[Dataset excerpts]
const HEX: &[u8; 16] = b"0123456789abcdef";

#[inline]
pub(crate) fn mix_u64(mut x: u64) -> u64 {
    x ^= x >> 30;
    x = x.wrapping_mul(0xbf58_476d_1ce4_e5b9);
    x ^= x >> 27;
    x = x.wrapping_mul(0x94d0_49bb_1331_11eb);
    x ^ (x >> 31)
}

/// Fold `bytes` into a 64-bit hash seeded with `seed`.
#[inline]
pub(crate) fn seeded_bytes_hash(bytes: &[u8], seed: u64) -> u64 {
    let mut hash = mix_u64(seed ^ bytes.len() as u64);
    for chunk in bytes.chunks(8) {
        let mut buf = [0u8; 8];
        buf[..chunk.len()].copy_from_slice(chunk);
        hash = mix_u64(hash ^ u64::from_le_bytes(buf));
    }
    hash
}

/// Stable 64-hex-char digest of `bytes`. Not cryptographic; used for
/// display identifiers only.
pub(crate) fn hex_digest_256(bytes: &[u8]) -> String {
    const SEEDS: [u64; 4] = [
        0x9e37_79b9_7f4a_7c15,
        0xc2b2_ae3d_27d4_eb4f,
        0x1656_67b1_9e37_79f9,
        0x27d4_eb2f_1656_67c5,
    ];
    let mut out = String::with_capacity(64);
    for seed in SEEDS {
        push_u64_hex_16(&mut out, seeded_bytes_hash(bytes, seed));
    }
    out
}

#[inline]
fn push_u64_hex_16(out: &mut String, mut value: u64) {
    let mut buf = [b'0'; 16];
    let mut idx = 16;
    while idx > 0 {
        idx -= 1;
        let nibble = usize::try_from(value & 0x0f).unwrap_or(0);
        buf[idx] = HEX[nibble];
        value >>= 4;
    }
    for byte in buf {
        out.push(char::from(byte));
    }
}
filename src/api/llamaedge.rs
//! LlamaEdge node metadata files, served only when the feature is enabled.

use std::path::{Path, PathBuf};

use axum::response::{IntoResponse, Response};
use serde_json::Value;

use crate::error::simple_error_response;
use crate::state::AppState;

const CONFIG_FILE: &str = "config.json";
const INFO_FILE: &str = "info.json";

fn config_dir(state: &AppState) -> PathBuf {
    PathBuf::from(&state.config.features.llamaedge.config_dir)
}

async fn read_json_file(path: &Path) -> Option<Value> {
    let contents = match tokio::fs::read(path).await {
        Ok(contents) => contents,
        Err(err) => {
            tracing::debug!(path = %path.display(), error = %err, "node file unavailable");
            return None;
        }
    };
    match serde_json::from_slice(&contents) {
        Ok(value) => Some(value),
        Err(err) => {
            tracing::warn!(path = %path.display(), error = %err, "node file is not valid JSON");
            None
        }
    }
}

/// First DNS label of a `Host` header value, without any port.
fn node_address(host: &str) -> &str {
    let host = host.split(':').next().unwrap_or(host);
    host.split('.').next().unwrap_or(host)
}

/// `GET /config_pub.json`: `config.json` with `address` set from the
/// request's `Host`.
pub async fn config_pub_handler(state: &AppState, headers: &http::HeaderMap) -> Response {
    let path = config_dir(state).join(CONFIG_FILE);
    let Some(mut config) = read_json_file(&path).await else {
        return simple_error_response(http::StatusCode::NOT_FOUND, "Config not found");
    };
    let host = headers
        .get(http::header::HOST)
        .and_then(|value| value.to_str().ok())
        .unwrap_or_default();
    if let Value::Object(map) = &mut config {
        map.insert(
            "address".to_string(),
            Value::String(node_address(host).to_string()),
        );
    }
    axum::Json(config).into_response()
}

/// `GET /v1/info`: `info.json` verbatim.
pub async fn info_handler(state: &AppState) -> Response {
    let path = config_dir(state).join(INFO_FILE);
    match read_json_file(&path).await {
        Some(info) => axum::Json(info).into_response(),
        None => simple_error_response(http::StatusCode::NOT_FOUND, "Info not found"),
    }
}
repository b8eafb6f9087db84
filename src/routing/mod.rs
pub mod dispatch;
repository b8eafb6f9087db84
use super::{AppConfig, ConfigError};

/// Validate the full application config, returning an error if any rule is violated.
///
/// # Errors
///
/// Returns [`ConfigError::Validation`] when any configuration invariant is violated.
pub fn validate_config(config: &AppConfig) -> Result<(), ConfigError> {
    validate_server_config(config)?;
    validate_upstream(config)?;
    validate_embedding(config)?;
    validate_streaming(config)?;
    validate_log_level(config)?;
    Ok(())
}

fn validation_err(msg: impl Into<String>) -> ConfigError {
    ConfigError::Validation(msg.into())
}

fn validate_server_config(config: &AppConfig) -> Result<(), ConfigError> {
    let server = &config.server;
    if server.port == 0 {
        return Err(validation_err("server.port must be greater than 0"));
    }
    if let Some(worker_threads) = server.runtime_worker_threads {
        if worker_threads == 0 {
            return Err(validation_err(
                "server.runtime_worker_threads must be greater than 0 when set",
            ));
        }
    }
    let base_path = server.base_path.trim();
    if !base_path.is_empty() && !base_path.starts_with('/') {
        return Err(validation_err("server.base_path must start with '/' when set"));
    }
    Ok(())
}

fn validate_http_url(field_name: &str, value: &str) -> Result<(), ConfigError> {
    let parsed = url::Url::parse(value.trim()).map_err(|err| {
        validation_err(format!("{field_name} is not a valid URL: {err}"))
    })?;
    if !matches!(parsed.scheme(), "http" | "https") {
        return Err(validation_err(format!(
            "{field_name} must start with http:// or https://"
        )));
    }
    Ok(())
}

fn validate_upstream(config: &AppConfig) -> Result<(), ConfigError> {
    let upstream = &config.upstream;
    validate_http_url("upstream.base_url", &upstream.base_url)?;
    if upstream.api_key.trim().is_empty() {
        return Err(validation_err("upstream.api_key cannot be empty"));
    }
    if upstream.pool_max_idle_per_host == 0 {
        return Err(validation_err(
            "upstream.pool_max_idle_per_host must be greater than 0",
        ));
    }
    if upstream.request_timeout_secs == 0 || upstream.connect_timeout_secs == 0 {
        return Err(validation_err("upstream timeouts must be greater than 0"));
    }
    if let Some(model) = upstream.model_override.as_deref() {
        if model.trim().is_empty() {
            return Err(validation_err(
                "upstream.model_override cannot be empty when set",
            ));
        }
    }
    validate_proxy_url(upstream.proxy.as_deref())?;
    Ok(())
}

fn validate_proxy_url(proxy: Option<&str>) -> Result<(), ConfigError> {
    let Some(proxy) = proxy.map(str::trim) else {
        return Ok(());
    };
    if proxy.is_empty() {
        return Err(validation_err("upstream.proxy cannot be empty when set"));
    }
    validate_http_url("upstream.proxy", proxy)
}

fn validate_embedding(config: &AppConfig) -> Result<(), ConfigError> {
    if let Some(url) = config.embedding.base_url.as_deref() {
        validate_http_url("embedding.base_url", url)?;
    }
    if config.embedding.default_model.trim().is_empty() {
        return Err(validation_err("embedding.default_model cannot be empty"));
    }
    for (from, to) in &config.embedding.model_map {
        if from.trim().is_empty() || to.trim().is_empty() {
            return Err(validation_err(
                "embedding.model_map cannot contain empty model names",
            ));
        }
    }
    Ok(())
}

fn validate_streaming(config: &AppConfig) -> Result<(), ConfigError> {
    let streaming = &config.streaming;
    if streaming.max_line_bytes < 1024 {
        return Err(validation_err(
            "streaming.max_line_bytes must be at least 1024",
        ));
    }
    if streaming.default_done_reason.trim().is_empty() {
        return Err(validation_err(
            "streaming.default_done_reason cannot be empty",
        ));
    }
    Ok(())
}

fn validate_log_level(config: &AppConfig) -> Result<(), ConfigError> {
    let valid_levels = ["DEBUG", "INFO", "WARNING", "ERROR", "CRITICAL", "DISABLED"];
    if !valid_levels.contains(&config.features.log_level.to_uppercase().as_str()) {
        return Err(validation_err(format!(
            "log_level must be one of {valid_levels:?}"
        )));
    }
    Ok(())
}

▶ _Task goal_
Go line by line through the entries above and tally those that hold the word "StatusCode"; give the tally alone.

▶ _Task response_
2